//! Async actor that owns a [`TelemetrySession`].
//!
//! The spawned task is the only code touching the session. A tokio interval
//! drives the producer; every other operation arrives as a
//! [`TelemetryCommand`] and is answered over a oneshot channel, so appends,
//! evictions, control actions and snapshots never interleave.

use std::ops::ControlFlow;
use std::time::Duration;

use log::{debug, info};
use tokio::sync::{mpsc, oneshot};
use tokio::task::JoinHandle;
use tokio::time::{Instant, MissedTickBehavior};

use crate::controls::RunState;
use crate::data::sample::{Sample, Snapshot};
use crate::error::{Result, TelemetryError};
use crate::session::TelemetrySession;

const COMMAND_QUEUE: usize = 64;

/// Messages understood by the session task.
pub enum TelemetryCommand {
    TogglePause {
        reply: oneshot::Sender<RunState>,
    },
    SetWindowDuration {
        secs: u64,
        reply: oneshot::Sender<Result<usize>>,
    },
    Snapshot {
        reply: oneshot::Sender<Snapshot>,
    },
    Downsampled {
        max_points: usize,
        reply: oneshot::Sender<Result<Vec<Sample>>>,
    },
    ExportCsv {
        reply: oneshot::Sender<Vec<u8>>,
    },
    Shutdown {
        reply: oneshot::Sender<()>,
    },
}

/// Cloneable handle to a spawned session task.
#[derive(Clone, Debug)]
pub struct TelemetryHandle {
    tx: mpsc::Sender<TelemetryCommand>,
}

/// Spawn `session` on the current tokio runtime, ticking every `period`.
///
/// The first tick fires one period after spawning. Missed ticks are skipped.
/// The join handle yields the stopped session once the task ends.
pub fn spawn_session(
    session: TelemetrySession,
    period: Duration,
) -> (TelemetryHandle, JoinHandle<TelemetrySession>) {
    let (tx, rx) = mpsc::channel(COMMAND_QUEUE);
    let task = tokio::spawn(run_session(session, period, rx));
    (TelemetryHandle { tx }, task)
}

async fn run_session(
    mut session: TelemetrySession,
    period: Duration,
    mut rx: mpsc::Receiver<TelemetryCommand>,
) -> TelemetrySession {
    let period = period.max(Duration::from_millis(1));
    let mut interval = tokio::time::interval_at(Instant::now() + period, period);
    interval.set_missed_tick_behavior(MissedTickBehavior::Skip);
    info!("session task started, tick every {period:?}");

    loop {
        tokio::select! {
            biased;
            cmd = rx.recv() => {
                let Some(cmd) = cmd else {
                    session.stop();
                    break;
                };
                if handle_command(&mut session, cmd).is_break() {
                    break;
                }
            }
            _ = interval.tick() => {
                session.drain_sink();
                if let Some(s) = session.tick() {
                    debug!("tick appended t={}", s.timestamp_ms);
                }
            }
        }
    }
    info!("session task finished with {} samples retained", session.len());
    session
}

/// Apply one command. `Break` means the task must end.
fn handle_command(session: &mut TelemetrySession, cmd: TelemetryCommand) -> ControlFlow<()> {
    // A dropped reply receiver just means the caller stopped waiting.
    match cmd {
        TelemetryCommand::TogglePause { reply } => {
            let _ = reply.send(session.toggle_pause());
        }
        TelemetryCommand::SetWindowDuration { secs, reply } => {
            let _ = reply.send(session.set_window_duration(secs));
        }
        TelemetryCommand::Snapshot { reply } => {
            let _ = reply.send(session.snapshot());
        }
        TelemetryCommand::Downsampled { max_points, reply } => {
            let _ = reply.send(session.downsampled_series(max_points));
        }
        TelemetryCommand::ExportCsv { reply } => {
            let _ = reply.send(session.export_csv());
        }
        TelemetryCommand::Shutdown { reply } => {
            session.stop();
            let _ = reply.send(());
            return ControlFlow::Break(());
        }
    }
    ControlFlow::Continue(())
}

impl TelemetryHandle {
    async fn request<T>(
        &self,
        make: impl FnOnce(oneshot::Sender<T>) -> TelemetryCommand,
    ) -> Result<T> {
        let (reply, rx) = oneshot::channel();
        self.tx
            .send(make(reply))
            .await
            .map_err(|_| TelemetryError::SessionClosed)?;
        rx.await.map_err(|_| TelemetryError::SessionClosed)
    }

    pub async fn toggle_pause(&self) -> Result<RunState> {
        self.request(|reply| TelemetryCommand::TogglePause { reply })
            .await
    }

    pub async fn set_window_duration(&self, secs: u64) -> Result<usize> {
        self.request(|reply| TelemetryCommand::SetWindowDuration { secs, reply })
            .await?
    }

    pub async fn snapshot(&self) -> Result<Snapshot> {
        self.request(|reply| TelemetryCommand::Snapshot { reply })
            .await
    }

    pub async fn downsampled_series(&self, max_points: usize) -> Result<Vec<Sample>> {
        self.request(|reply| TelemetryCommand::Downsampled { max_points, reply })
            .await?
    }

    pub async fn export_csv(&self) -> Result<Vec<u8>> {
        self.request(|reply| TelemetryCommand::ExportCsv { reply })
            .await
    }

    /// Stop the producer and end the task. Later calls fail with `SessionClosed`.
    pub async fn shutdown(&self) -> Result<()> {
        self.request(|reply| TelemetryCommand::Shutdown { reply })
            .await
    }

    pub fn is_closed(&self) -> bool {
        self.tx.is_closed()
    }
}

· · · · · · ·

_Problem details_: Sift through the entries and copy every line with "ControlFlow".

_Solution for this problem_:
use std::ops::ControlFlow;
fn handle_command(session: &mut TelemetrySession, cmd: TelemetryCommand) -> ControlFlow<()> {
            return ControlFlow::Break(());
    ControlFlow::Continue(())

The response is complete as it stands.